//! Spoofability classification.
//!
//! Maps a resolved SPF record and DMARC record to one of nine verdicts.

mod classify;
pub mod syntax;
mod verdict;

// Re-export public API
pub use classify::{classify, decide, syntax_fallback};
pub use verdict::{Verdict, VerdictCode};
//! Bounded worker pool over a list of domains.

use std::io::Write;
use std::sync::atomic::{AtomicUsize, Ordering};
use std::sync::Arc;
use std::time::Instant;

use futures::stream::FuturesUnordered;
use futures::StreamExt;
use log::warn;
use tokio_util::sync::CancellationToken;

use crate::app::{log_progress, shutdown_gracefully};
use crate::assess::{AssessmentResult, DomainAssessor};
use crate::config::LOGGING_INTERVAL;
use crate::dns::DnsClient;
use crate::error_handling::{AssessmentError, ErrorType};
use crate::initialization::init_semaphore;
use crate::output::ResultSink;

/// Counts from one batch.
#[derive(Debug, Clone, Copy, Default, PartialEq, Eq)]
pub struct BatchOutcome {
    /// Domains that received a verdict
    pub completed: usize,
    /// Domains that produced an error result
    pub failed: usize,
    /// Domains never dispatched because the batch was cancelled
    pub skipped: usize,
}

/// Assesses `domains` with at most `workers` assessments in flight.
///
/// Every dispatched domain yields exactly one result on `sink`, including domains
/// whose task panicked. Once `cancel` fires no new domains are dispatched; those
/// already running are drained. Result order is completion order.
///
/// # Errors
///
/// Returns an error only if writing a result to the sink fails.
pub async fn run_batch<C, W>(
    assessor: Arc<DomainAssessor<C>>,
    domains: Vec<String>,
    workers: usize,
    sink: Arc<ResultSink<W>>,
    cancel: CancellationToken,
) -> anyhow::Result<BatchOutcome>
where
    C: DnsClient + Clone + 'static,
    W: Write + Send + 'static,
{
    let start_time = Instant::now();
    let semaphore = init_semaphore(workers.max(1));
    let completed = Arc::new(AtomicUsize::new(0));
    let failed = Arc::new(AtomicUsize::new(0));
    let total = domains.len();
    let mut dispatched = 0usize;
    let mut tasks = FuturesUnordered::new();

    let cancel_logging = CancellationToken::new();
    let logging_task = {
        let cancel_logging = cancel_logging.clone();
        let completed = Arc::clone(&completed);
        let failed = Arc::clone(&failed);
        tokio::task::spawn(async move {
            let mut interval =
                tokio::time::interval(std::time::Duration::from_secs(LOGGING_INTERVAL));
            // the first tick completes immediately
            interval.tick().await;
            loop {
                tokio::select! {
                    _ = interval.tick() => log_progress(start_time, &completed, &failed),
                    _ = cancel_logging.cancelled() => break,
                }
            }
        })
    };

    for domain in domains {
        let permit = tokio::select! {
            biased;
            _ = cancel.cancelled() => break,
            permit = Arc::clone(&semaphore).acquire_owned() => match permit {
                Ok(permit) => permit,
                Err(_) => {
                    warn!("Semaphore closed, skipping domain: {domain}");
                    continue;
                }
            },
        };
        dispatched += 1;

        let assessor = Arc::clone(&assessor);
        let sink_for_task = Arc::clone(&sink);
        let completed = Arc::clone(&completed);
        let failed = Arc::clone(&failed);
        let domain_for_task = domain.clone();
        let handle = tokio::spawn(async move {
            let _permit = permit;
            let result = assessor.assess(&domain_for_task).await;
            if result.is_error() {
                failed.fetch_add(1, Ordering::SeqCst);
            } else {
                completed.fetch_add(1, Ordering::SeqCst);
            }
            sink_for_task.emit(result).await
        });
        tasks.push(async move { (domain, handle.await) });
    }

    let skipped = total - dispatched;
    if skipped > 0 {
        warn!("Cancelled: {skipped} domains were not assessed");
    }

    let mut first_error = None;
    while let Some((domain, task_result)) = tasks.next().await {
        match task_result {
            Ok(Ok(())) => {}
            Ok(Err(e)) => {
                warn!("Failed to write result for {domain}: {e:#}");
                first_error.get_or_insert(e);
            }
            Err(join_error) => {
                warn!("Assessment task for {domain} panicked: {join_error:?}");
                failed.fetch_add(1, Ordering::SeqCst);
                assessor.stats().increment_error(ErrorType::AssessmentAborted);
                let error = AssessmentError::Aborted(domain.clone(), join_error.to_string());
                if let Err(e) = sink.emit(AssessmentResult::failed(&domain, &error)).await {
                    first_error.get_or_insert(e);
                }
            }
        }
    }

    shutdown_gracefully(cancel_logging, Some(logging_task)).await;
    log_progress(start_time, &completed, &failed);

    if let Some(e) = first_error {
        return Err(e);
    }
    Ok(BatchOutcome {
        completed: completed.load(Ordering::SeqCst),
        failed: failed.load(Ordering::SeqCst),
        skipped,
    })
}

Directions
Each of the records is to be written out again exactly.

Written solution
//! Spoofability classification.
//!
//! Maps a resolved SPF record and DMARC record to one of nine verdicts.

mod classify;
pub mod syntax;
mod verdict;

// Re-export public API
pub use classify::{classify, decide, syntax_fallback};
pub use verdict::{Verdict, VerdictCode};
//! Bounded worker pool over a list of domains.

use std::io::Write;
use std::sync::atomic::{AtomicUsize, Ordering};
use std::sync::Arc;
use std::time::Instant;

use futures::stream::FuturesUnordered;
use futures::StreamExt;
use log::warn;
use tokio_util::sync::CancellationToken;

use crate::app::{log_progress, shutdown_gracefully};
use crate::assess::{AssessmentResult, DomainAssessor};
use crate::config::LOGGING_INTERVAL;
use crate::dns::DnsClient;
use crate::error_handling::{AssessmentError, ErrorType};
use crate::initialization::init_semaphore;
use crate::output::ResultSink;

/// Counts from one batch.
#[derive(Debug, Clone, Copy, Default, PartialEq, Eq)]
pub struct BatchOutcome {
    /// Domains that received a verdict
    pub completed: usize,
    /// Domains that produced an error result
    pub failed: usize,
    /// Domains never dispatched because the batch was cancelled
    pub skipped: usize,
}

/// Assesses `domains` with at most `workers` assessments in flight.
///
/// Every dispatched domain yields exactly one result on `sink`, including domains
/// whose task panicked. Once `cancel` fires no new domains are dispatched; those
/// already running are drained. Result order is completion order.
///
/// # Errors
///
/// Returns an error only if writing a result to the sink fails.
pub async fn run_batch<C, W>(
    assessor: Arc<DomainAssessor<C>>,
    domains: Vec<String>,
    workers: usize,
    sink: Arc<ResultSink<W>>,
    cancel: CancellationToken,
) -> anyhow::Result<BatchOutcome>
where
    C: DnsClient + Clone + 'static,
    W: Write + Send + 'static,
{
    let start_time = Instant::now();
    let semaphore = init_semaphore(workers.max(1));
    let completed = Arc::new(AtomicUsize::new(0));
    let failed = Arc::new(AtomicUsize::new(0));
    let total = domains.len();
    let mut dispatched = 0usize;
    let mut tasks = FuturesUnordered::new();

    let cancel_logging = CancellationToken::new();
    let logging_task = {
        let cancel_logging = cancel_logging.clone();
        let completed = Arc::clone(&completed);
        let failed = Arc::clone(&failed);
        tokio::task::spawn(async move {
            let mut interval =
                tokio::time::interval(std::time::Duration::from_secs(LOGGING_INTERVAL));
            // the first tick completes immediately
            interval.tick().await;
            loop {
                tokio::select! {
                    _ = interval.tick() => log_progress(start_time, &completed, &failed),
                    _ = cancel_logging.cancelled() => break,
                }
            }
        })
    };

    for domain in domains {
        let permit = tokio::select! {
            biased;
            _ = cancel.cancelled() => break,
            permit = Arc::clone(&semaphore).acquire_owned() => match permit {
                Ok(permit) => permit,
                Err(_) => {
                    warn!("Semaphore closed, skipping domain: {domain}");
                    continue;
                }
            },
        };
        dispatched += 1;

        let assessor = Arc::clone(&assessor);
        let sink_for_task = Arc::clone(&sink);
        let completed = Arc::clone(&completed);
        let failed = Arc::clone(&failed);
        let domain_for_task = domain.clone();
        let handle = tokio::spawn(async move {
            let _permit = permit;
            let result = assessor.assess(&domain_for_task).await;
            if result.is_error() {
                failed.fetch_add(1, Ordering::SeqCst);
            } else {
                completed.fetch_add(1, Ordering::SeqCst);
            }
            sink_for_task.emit(result).await
        });
        tasks.push(async move { (domain, handle.await) });
    }

    let skipped = total - dispatched;
    if skipped > 0 {
        warn!("Cancelled: {skipped} domains were not assessed");
    }

    let mut first_error = None;
    while let Some((domain, task_result)) = tasks.next().await {
        match task_result {
            Ok(Ok(())) => {}
            Ok(Err(e)) => {
                warn!("Failed to write result for {domain}: {e:#}");
                first_error.get_or_insert(e);
            }
            Err(join_error) => {
                warn!("Assessment task for {domain} panicked: {join_error:?}");
                failed.fetch_add(1, Ordering::SeqCst);
                assessor.stats().increment_error(ErrorType::AssessmentAborted);
                let error = AssessmentError::Aborted(domain.clone(), join_error.to_string());
                if let Err(e) = sink.emit(AssessmentResult::failed(&domain, &error)).await {
                    first_error.get_or_insert(e);
                }
            }
        }
    }

    shutdown_gracefully(cancel_logging, Some(logging_task)).await;
    log_progress(start_time, &completed, &failed);

    if let Some(e) = first_error {
        return Err(e);
    }
    Ok(BatchOutcome {
        completed: completed.load(Ordering::SeqCst),
        failed: failed.load(Ordering::SeqCst),
        skipped,
    })
}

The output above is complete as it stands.